### To do
Output the line with "let mut rest = Vec::new();" and every following line to the end of the material, exactly as they appear.

### Entries supplied
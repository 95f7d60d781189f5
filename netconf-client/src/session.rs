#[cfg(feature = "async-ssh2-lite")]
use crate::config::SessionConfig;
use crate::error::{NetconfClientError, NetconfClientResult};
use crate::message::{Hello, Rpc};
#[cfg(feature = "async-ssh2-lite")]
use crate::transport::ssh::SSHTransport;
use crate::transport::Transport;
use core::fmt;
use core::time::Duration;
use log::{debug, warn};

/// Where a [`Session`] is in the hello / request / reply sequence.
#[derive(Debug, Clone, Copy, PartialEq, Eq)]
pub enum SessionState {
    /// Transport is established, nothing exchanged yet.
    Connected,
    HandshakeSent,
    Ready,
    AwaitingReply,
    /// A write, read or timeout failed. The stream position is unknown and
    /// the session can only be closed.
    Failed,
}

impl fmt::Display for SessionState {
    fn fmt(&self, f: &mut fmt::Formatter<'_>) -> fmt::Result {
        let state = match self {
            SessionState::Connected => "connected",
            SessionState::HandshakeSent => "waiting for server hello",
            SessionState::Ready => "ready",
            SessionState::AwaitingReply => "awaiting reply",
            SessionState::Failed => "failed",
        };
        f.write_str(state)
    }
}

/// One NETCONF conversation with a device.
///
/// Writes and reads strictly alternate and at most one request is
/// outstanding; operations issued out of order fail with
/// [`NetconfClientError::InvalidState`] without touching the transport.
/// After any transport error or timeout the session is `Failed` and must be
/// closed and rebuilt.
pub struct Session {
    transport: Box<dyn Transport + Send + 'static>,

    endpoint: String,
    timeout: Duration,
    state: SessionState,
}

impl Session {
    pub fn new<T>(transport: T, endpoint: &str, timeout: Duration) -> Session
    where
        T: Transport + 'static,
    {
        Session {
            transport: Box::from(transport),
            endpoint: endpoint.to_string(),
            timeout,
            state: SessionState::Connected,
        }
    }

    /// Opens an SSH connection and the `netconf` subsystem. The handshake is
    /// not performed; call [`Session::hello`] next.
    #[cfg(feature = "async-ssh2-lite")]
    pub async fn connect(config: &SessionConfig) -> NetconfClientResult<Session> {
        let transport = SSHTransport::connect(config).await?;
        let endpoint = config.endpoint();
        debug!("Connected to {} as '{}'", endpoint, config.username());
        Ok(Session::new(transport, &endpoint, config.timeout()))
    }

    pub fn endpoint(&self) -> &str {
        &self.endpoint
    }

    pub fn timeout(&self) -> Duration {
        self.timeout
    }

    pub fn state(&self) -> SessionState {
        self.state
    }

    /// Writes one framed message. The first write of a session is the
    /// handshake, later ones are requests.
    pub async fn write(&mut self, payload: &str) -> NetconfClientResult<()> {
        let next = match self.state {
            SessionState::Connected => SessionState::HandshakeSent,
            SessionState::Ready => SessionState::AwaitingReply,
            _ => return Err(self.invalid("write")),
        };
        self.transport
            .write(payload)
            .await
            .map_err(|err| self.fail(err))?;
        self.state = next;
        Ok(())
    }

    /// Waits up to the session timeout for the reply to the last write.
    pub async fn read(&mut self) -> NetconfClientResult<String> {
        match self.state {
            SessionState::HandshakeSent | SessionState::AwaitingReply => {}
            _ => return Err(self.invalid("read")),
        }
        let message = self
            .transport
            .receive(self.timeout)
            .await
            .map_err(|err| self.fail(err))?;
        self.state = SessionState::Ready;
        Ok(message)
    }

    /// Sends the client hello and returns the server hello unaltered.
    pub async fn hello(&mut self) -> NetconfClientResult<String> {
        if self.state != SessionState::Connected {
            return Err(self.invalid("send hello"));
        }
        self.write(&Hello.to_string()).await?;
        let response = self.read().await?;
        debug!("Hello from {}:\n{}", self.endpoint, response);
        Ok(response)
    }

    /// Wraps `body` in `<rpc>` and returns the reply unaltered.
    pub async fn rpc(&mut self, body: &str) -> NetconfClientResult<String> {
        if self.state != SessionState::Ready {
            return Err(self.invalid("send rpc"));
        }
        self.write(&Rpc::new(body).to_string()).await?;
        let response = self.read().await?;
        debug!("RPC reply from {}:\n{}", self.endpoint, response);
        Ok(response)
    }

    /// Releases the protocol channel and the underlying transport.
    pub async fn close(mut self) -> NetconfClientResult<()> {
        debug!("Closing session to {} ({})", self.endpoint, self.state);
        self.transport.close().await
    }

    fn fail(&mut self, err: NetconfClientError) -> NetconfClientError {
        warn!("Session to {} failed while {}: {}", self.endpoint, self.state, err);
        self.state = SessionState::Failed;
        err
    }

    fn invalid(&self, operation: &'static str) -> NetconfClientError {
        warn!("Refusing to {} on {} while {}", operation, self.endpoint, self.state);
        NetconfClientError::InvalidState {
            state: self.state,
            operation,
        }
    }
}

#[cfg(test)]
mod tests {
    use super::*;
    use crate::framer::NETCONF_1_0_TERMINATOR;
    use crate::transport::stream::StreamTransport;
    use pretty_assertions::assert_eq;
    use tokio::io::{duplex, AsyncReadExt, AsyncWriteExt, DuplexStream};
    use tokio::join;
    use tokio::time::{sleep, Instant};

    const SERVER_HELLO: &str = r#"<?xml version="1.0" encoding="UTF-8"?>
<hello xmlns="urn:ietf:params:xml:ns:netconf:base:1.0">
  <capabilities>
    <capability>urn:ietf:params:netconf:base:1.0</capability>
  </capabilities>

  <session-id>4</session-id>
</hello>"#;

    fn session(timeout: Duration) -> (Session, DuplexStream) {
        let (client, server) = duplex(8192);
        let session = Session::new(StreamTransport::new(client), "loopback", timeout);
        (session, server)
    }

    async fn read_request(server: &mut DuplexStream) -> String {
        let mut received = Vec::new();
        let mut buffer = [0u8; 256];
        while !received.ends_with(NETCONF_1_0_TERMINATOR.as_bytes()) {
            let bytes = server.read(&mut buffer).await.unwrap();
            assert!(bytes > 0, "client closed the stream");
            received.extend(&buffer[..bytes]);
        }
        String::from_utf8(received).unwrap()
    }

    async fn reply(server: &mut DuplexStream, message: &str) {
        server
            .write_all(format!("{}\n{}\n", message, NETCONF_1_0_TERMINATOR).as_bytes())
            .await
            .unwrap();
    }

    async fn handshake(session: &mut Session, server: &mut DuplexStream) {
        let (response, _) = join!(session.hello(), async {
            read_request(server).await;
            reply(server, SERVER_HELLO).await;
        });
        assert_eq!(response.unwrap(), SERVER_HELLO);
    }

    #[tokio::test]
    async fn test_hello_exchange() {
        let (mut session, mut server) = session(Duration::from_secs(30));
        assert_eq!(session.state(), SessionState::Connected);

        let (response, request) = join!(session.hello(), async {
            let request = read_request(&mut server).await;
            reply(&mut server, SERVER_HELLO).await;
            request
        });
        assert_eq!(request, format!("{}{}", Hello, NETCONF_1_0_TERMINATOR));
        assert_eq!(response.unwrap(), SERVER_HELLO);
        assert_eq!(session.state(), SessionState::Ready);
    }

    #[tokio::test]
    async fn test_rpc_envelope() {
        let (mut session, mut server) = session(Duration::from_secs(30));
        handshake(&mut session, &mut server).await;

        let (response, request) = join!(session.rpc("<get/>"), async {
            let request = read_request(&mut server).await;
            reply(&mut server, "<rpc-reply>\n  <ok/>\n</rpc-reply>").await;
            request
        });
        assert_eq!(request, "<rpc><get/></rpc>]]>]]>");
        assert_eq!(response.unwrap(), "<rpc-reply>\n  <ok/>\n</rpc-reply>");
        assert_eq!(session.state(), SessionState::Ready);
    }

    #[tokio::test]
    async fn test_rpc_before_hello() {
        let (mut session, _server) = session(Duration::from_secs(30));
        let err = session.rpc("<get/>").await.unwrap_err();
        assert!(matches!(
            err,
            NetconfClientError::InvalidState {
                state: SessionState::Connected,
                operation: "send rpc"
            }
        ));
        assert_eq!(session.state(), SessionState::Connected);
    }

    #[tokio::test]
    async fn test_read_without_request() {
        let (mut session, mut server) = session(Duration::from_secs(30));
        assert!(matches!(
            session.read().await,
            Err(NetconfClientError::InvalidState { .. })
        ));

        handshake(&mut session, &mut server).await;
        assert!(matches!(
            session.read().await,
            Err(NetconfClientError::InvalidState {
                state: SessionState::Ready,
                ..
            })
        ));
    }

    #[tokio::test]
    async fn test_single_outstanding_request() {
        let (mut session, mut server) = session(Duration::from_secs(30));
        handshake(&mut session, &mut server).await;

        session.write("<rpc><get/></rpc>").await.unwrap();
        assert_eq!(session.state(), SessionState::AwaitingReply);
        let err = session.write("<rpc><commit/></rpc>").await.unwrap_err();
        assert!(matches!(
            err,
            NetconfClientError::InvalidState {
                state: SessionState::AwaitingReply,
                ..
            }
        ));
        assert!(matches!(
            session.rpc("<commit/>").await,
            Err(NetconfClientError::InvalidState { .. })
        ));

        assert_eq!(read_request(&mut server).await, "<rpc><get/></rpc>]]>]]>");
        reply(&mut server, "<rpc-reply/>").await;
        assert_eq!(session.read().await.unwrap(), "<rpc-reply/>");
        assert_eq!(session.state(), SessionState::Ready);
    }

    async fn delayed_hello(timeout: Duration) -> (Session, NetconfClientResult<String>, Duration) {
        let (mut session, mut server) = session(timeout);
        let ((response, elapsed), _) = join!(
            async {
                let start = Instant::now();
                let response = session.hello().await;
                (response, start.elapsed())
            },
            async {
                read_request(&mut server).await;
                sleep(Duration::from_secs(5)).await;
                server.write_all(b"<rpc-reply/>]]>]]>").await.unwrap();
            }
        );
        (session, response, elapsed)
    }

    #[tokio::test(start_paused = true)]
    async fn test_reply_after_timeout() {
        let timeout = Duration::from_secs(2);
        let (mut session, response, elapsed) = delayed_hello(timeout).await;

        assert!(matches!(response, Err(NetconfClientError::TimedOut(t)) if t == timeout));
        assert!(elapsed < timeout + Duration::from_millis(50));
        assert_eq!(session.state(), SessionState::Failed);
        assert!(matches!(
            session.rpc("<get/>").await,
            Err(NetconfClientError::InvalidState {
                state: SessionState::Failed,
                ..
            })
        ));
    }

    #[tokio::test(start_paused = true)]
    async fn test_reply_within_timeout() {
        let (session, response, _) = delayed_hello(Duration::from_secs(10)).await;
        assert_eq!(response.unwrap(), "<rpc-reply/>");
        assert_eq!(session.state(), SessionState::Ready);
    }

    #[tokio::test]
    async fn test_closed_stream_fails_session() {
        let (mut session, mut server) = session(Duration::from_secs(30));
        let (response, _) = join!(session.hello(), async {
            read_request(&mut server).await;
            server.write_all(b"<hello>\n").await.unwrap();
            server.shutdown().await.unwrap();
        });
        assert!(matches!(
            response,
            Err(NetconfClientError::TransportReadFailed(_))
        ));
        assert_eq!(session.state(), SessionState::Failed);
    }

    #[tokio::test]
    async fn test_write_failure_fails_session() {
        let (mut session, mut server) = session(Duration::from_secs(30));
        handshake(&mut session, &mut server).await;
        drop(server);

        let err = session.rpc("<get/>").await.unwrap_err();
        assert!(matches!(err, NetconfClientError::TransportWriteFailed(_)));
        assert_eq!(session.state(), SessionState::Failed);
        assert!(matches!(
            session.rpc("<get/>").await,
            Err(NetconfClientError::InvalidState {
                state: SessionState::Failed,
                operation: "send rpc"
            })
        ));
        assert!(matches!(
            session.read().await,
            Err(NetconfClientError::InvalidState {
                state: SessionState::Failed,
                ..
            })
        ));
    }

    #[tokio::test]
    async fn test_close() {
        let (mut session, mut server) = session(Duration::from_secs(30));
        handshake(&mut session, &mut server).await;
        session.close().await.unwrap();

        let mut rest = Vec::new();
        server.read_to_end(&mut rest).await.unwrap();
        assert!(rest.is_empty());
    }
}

### Solution
        let mut rest = Vec::new();
        server.read_to_end(&mut rest).await.unwrap();
        assert!(rest.is_empty());
    }
}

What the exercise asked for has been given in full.